Walmart reported disappointing earnings and issued a lackluster profit forecast Tuesday following a holiday sales slump.

Both online and in-store sales saw weaker-than-expected gains in the quarter ending Jan. 31, which included the shorter-than-usual holiday shopping season. The retail giant reported adjusted earnings per share of $1.38, falling short of Wall Street’s expectation of $1.44.

“The fourth quarter started and ended strong with solid sales growth through Cyber Monday and in January,” Walmart chief financial officer Brett Biggs said in a statement. “In the few weeks before Christmas, we experienced some softness in a few general merchandise categories in our US stores.”

Sales at Walmart’s US stores open at least a year rose just 1.9 percent in the last quarter, falling short of analysts’ estimate of 2.35 percent as well as the 4.1 percent growth seen in the same period a year prior.

US online sales jumped 35 percent in the quarter, marking the slowest growth in almost two years and a decrease from the 41 percent rise seen in the prior quarter. Amazon, by contrast, has claimed that it posted “record-breaking” sales during the holiday season, though the e-commerce colossus did not provide specific data.

“Overall, we think Walmart likely wasn’t immune from some of the [near-term] pressures like a shortened holiday season,” which also affected rivals such as Target, UBS analyst Michael Lasser said in a Tuesday note.

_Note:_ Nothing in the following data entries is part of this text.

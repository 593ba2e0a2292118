mod common;

use std::sync::Arc;
use std::time::Duration;

use assert_matches::assert_matches;
use chrono::Utc;

use genevidence::cache::{CacheService, CacheSettings, namespace};
use genevidence::domain::{GeneId, SourceName};
use genevidence::evidence::Evidence;
use genevidence::merge::merge_evidence;
use genevidence::scoring::{GeneSummary, ScoreLookup, ScoringEngine, ScoringSettings};
use genevidence::store::{EvidenceRepository, Store};

use common::{ObservedRepo, gene, publication, temp_store};

/// Literature evidence with `count` distinct publications.
fn literature(id: &str, symbol: &str, count: usize) -> Evidence {
    let facts: Vec<_> = (0..count)
        .map(|i| publication(symbol, &format!("{symbol}-{i}"), 0.5).payload)
        .collect();
    let (evidence, _) = merge_evidence(
        None,
        &gene(id, symbol),
        &SourceName::PubTator,
        &facts,
        Utc::now(),
    )
    .unwrap();
    evidence
}

fn engine(store: Arc<Store>, interval: Duration) -> ScoringEngine {
    let root = store.cache_root().to_owned();
    let cache = Arc::new(CacheService::new(CacheSettings::new(root)).unwrap());
    ScoringEngine::new(
        store,
        Some(cache),
        ScoringSettings {
            min_interval: interval,
        },
    )
}

fn id(raw: &str) -> GeneId {
    raw.parse().unwrap()
}

#[test]
fn single_gene_is_never_reported_as_top_percentile() {
    let (_dir, store) = temp_store();
    store
        .write_evidence(&[literature("HGNC:9008", "PKD1", 3)])
        .unwrap();
    let scoring = engine(store, Duration::ZERO);

    let lookup = scoring.get_score(&id("HGNC:9008"), &SourceName::PubTator).unwrap();
    assert_eq!(lookup, ScoreLookup::Insufficient { genes: 1 });

    let summary = scoring.gene_summary(&id("HGNC:9008")).unwrap();
    assert_eq!(summary.overall, None);
    assert_eq!(summary.sources.len(), 1);
}

#[test]
fn percentiles_use_the_whole_source_population() {
    let (_dir, store) = temp_store();
    store
        .write_evidence(&[
            literature("HGNC:9008", "PKD1", 8),
            literature("HGNC:9009", "PKD2", 4),
            literature("HGNC:9016", "PKHD1", 2),
            literature("HGNC:19", "ACE", 1),
        ])
        .unwrap();
    let scoring = engine(store.clone(), Duration::ZERO);

    assert_matches!(
        scoring.get_score(&id("HGNC:9008"), &SourceName::PubTator).unwrap(),
        ScoreLookup::Ranked { percentile, value } if percentile == 100.0 && value == 8.0
    );
    assert_eq!(
        scoring
            .get_score(&id("HGNC:19"), &SourceName::PubTator)
            .unwrap()
            .percentile(),
        Some(25.0)
    );
    assert_eq!(
        scoring.get_score(&id("HGNC:1"), &SourceName::PubTator).unwrap(),
        ScoreLookup::NoEvidence
    );

    let top = scoring.top_genes(&SourceName::PubTator, 2).unwrap();
    let symbols: Vec<_> = top.iter().map(|gene| gene.gene_symbol.to_string()).collect();
    assert_eq!(symbols, vec!["PKD1", "PKD2"]);
}

#[test]
fn recompute_is_rate_limited_until_flushed() {
    let (_dir, store) = temp_store();
    store
        .write_evidence(&[
            literature("HGNC:9008", "PKD1", 2),
            literature("HGNC:9009", "PKD2", 1),
        ])
        .unwrap();
    let scoring = engine(store.clone(), Duration::from_secs(3600));

    assert!(scoring.notify_evidence_changed(&SourceName::PubTator).unwrap());
    store
        .write_evidence(&[literature("HGNC:9016", "PKHD1", 5)])
        .unwrap();
    assert!(!scoring.notify_evidence_changed(&SourceName::PubTator).unwrap());
    assert_eq!(
        scoring.get_score(&id("HGNC:9016"), &SourceName::PubTator).unwrap(),
        ScoreLookup::NoEvidence
    );

    assert!(scoring.flush_pending(&SourceName::PubTator).unwrap());
    assert_eq!(
        scoring
            .get_score(&id("HGNC:9016"), &SourceName::PubTator)
            .unwrap()
            .percentile(),
        Some(100.0)
    );
    assert!(!scoring.flush_pending(&SourceName::PubTator).unwrap());
}

#[test]
fn cached_summary_is_dropped_on_recompute() {
    let (_dir, store) = temp_store();
    store
        .write_evidence(&[
            literature("HGNC:9008", "PKD1", 1),
            literature("HGNC:9009", "PKD2", 3),
        ])
        .unwrap();
    let scoring = engine(store.clone(), Duration::ZERO);

    let before = scoring.gene_summary(&id("HGNC:9008")).unwrap();
    assert_eq!(before.overall, Some(50.0));

    store
        .write_evidence(&[literature("HGNC:9008", "PKD1", 6)])
        .unwrap();
    scoring.recompute(&SourceName::PubTator).unwrap();
    let after = scoring.gene_summary(&id("HGNC:9008")).unwrap();
    assert_eq!(after.overall, Some(100.0));
}

#[test]
fn summary_computed_across_an_invalidation_is_not_cached() {
    let (_dir, store) = temp_store();
    store
        .write_evidence(&[
            literature("HGNC:9008", "PKD1", 1),
            literature("HGNC:9009", "PKD2", 3),
        ])
        .unwrap();
    let root = store.cache_root().to_owned();
    let cache = Arc::new(CacheService::new(CacheSettings::new(root)).unwrap());
    let writer = cache.clone();
    let repo = ObservedRepo::new(store.clone()).on_gene_read(move || {
        writer.invalidate_namespace(namespace::SCORES).unwrap();
    });
    let scoring = ScoringEngine::new(
        Arc::new(repo),
        Some(cache.clone()),
        ScoringSettings {
            min_interval: Duration::ZERO,
        },
    );
    scoring.recompute(&SourceName::PubTator).unwrap();

    let summary = scoring.gene_summary(&id("HGNC:9008")).unwrap();
    assert_eq!(summary.overall, Some(50.0));
    assert_eq!(
        cache
            .get_json::<GeneSummary>(namespace::SCORES, "gene:HGNC:9008")
            .unwrap(),
        None
    );
}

Walmart shares jumped 1.2 percent Tuesday despite the disappointing report to trade at $119.34 as of 12:48 p.m.

Walmart said it expects to post profits of $5.00 to $5.15 per share for the current fiscal year, below the expected earnings of $5.22. Online sales are expected to grow 30 percent, down from 37 percent in the prior year.

But those forecasts don’t include any effects of the deadly coronavirus outbreak in China, where Walmart runs more than 400 stores.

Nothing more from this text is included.